(INPUT DATA Opens)
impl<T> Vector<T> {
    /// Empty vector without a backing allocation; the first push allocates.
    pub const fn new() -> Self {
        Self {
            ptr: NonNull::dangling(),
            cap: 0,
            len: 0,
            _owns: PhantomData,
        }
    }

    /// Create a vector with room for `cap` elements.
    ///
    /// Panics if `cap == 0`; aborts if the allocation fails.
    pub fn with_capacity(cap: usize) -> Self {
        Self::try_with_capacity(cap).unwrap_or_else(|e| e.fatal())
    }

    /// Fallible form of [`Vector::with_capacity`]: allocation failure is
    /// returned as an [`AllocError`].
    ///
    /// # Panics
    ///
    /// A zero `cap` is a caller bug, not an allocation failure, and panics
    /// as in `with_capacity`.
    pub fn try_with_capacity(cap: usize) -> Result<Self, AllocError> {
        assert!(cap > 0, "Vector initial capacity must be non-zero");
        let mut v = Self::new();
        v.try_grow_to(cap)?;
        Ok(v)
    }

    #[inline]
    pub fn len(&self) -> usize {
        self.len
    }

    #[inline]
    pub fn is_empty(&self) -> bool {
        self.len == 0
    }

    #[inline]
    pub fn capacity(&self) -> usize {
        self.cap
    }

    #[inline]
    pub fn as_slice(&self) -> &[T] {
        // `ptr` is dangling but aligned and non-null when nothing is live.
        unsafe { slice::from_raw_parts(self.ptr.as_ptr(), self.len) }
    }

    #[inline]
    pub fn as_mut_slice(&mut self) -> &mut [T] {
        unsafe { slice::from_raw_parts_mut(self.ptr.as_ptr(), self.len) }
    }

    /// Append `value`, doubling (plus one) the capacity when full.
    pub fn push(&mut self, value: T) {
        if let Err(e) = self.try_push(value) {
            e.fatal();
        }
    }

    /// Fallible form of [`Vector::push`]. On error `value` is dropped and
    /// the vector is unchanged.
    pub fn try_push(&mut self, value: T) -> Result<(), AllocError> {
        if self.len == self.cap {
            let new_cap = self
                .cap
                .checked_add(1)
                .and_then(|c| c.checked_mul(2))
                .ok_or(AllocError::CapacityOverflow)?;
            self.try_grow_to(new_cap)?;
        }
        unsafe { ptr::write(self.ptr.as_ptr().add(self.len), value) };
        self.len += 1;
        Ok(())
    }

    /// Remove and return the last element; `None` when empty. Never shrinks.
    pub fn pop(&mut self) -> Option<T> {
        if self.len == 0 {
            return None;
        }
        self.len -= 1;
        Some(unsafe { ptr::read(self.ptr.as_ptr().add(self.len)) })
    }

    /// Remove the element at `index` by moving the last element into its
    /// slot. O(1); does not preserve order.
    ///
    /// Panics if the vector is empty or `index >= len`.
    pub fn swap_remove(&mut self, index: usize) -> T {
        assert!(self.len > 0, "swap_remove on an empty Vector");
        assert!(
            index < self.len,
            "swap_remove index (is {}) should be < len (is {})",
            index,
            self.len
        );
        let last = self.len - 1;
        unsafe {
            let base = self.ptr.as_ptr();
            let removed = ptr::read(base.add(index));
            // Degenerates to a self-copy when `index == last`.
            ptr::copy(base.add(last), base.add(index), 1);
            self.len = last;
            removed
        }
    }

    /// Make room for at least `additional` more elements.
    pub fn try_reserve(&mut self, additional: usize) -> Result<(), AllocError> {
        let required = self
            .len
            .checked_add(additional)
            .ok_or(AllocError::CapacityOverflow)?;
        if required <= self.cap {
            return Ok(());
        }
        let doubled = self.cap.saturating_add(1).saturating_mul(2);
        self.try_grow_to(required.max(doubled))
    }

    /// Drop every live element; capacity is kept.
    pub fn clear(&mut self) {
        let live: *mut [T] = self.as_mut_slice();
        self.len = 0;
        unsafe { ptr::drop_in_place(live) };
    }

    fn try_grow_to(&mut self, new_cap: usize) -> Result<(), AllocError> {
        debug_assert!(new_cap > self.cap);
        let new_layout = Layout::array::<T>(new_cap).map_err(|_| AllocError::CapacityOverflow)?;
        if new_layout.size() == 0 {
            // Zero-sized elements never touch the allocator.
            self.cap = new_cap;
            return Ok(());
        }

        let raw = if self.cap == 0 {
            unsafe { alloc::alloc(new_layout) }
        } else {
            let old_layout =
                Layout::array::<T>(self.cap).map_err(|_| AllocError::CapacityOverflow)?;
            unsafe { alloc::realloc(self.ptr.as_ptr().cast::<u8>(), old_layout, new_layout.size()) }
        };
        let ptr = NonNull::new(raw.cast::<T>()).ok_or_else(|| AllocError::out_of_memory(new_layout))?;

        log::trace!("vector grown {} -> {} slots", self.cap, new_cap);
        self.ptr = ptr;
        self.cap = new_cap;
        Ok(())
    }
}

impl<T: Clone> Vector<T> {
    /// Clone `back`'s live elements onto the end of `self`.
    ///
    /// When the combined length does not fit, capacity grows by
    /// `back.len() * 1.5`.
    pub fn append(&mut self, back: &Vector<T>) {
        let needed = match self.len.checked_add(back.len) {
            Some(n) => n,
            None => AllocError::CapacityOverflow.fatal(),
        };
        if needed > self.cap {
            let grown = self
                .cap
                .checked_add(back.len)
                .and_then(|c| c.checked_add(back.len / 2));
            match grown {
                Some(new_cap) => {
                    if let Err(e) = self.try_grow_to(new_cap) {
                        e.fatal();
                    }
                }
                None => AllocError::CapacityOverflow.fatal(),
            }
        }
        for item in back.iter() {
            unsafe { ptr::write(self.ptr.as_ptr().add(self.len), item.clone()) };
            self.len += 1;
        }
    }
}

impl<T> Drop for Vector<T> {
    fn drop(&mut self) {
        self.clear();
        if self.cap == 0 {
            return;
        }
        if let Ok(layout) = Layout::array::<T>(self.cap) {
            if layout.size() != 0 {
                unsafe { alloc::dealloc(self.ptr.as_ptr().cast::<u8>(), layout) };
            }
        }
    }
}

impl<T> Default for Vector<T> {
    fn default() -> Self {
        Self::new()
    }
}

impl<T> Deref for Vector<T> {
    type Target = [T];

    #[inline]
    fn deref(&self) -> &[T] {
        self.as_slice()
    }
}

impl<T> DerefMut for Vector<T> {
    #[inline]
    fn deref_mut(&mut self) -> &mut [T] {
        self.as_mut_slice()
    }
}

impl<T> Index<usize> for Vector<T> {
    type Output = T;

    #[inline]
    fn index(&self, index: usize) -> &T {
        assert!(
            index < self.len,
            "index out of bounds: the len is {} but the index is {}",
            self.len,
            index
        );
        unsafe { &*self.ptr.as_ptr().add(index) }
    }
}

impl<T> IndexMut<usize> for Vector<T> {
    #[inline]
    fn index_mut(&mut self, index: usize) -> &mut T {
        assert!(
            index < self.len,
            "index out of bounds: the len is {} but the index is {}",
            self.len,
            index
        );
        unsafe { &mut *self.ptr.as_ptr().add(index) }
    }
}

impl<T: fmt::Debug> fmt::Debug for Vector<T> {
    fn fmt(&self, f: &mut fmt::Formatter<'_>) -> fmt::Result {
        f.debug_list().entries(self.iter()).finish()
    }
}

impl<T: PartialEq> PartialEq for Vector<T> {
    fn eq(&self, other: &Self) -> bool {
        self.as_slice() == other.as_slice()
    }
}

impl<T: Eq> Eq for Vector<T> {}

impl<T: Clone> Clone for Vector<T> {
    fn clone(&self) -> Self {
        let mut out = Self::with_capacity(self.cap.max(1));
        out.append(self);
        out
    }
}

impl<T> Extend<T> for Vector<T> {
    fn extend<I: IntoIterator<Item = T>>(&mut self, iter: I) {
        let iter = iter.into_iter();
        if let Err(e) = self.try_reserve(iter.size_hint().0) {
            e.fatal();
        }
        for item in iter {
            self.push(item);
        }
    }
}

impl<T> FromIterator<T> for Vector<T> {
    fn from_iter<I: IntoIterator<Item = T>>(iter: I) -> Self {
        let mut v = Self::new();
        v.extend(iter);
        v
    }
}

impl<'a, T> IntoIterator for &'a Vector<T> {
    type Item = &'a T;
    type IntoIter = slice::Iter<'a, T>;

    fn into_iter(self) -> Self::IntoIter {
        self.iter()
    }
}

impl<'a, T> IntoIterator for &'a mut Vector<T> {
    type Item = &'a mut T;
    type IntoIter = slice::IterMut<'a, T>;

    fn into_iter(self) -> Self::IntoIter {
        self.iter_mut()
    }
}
(INPUT DATA Closes)
ASSIGNMENT -> Leave out every line above except those from the line with "pub const fn" up to and including the line with "pub fn try_with_capacity(cap: usize)", and copy those exactly.

RESPONSE TO THIS EXERCISE ->
    pub const fn new() -> Self {
        Self {
            ptr: NonNull::dangling(),
            cap: 0,
            len: 0,
            _owns: PhantomData,
        }
    }

    /// Create a vector with room for `cap` elements.
    ///
    /// Panics if `cap == 0`; aborts if the allocation fails.
    pub fn with_capacity(cap: usize) -> Self {
        Self::try_with_capacity(cap).unwrap_or_else(|e| e.fatal())
    }

    /// Fallible form of [`Vector::with_capacity`]: allocation failure is
    /// returned as an [`AllocError`].
    ///
    /// # Panics
    ///
    /// A zero `cap` is a caller bug, not an allocation failure, and panics
    /// as in `with_capacity`.
    pub fn try_with_capacity(cap: usize) -> Result<Self, AllocError> {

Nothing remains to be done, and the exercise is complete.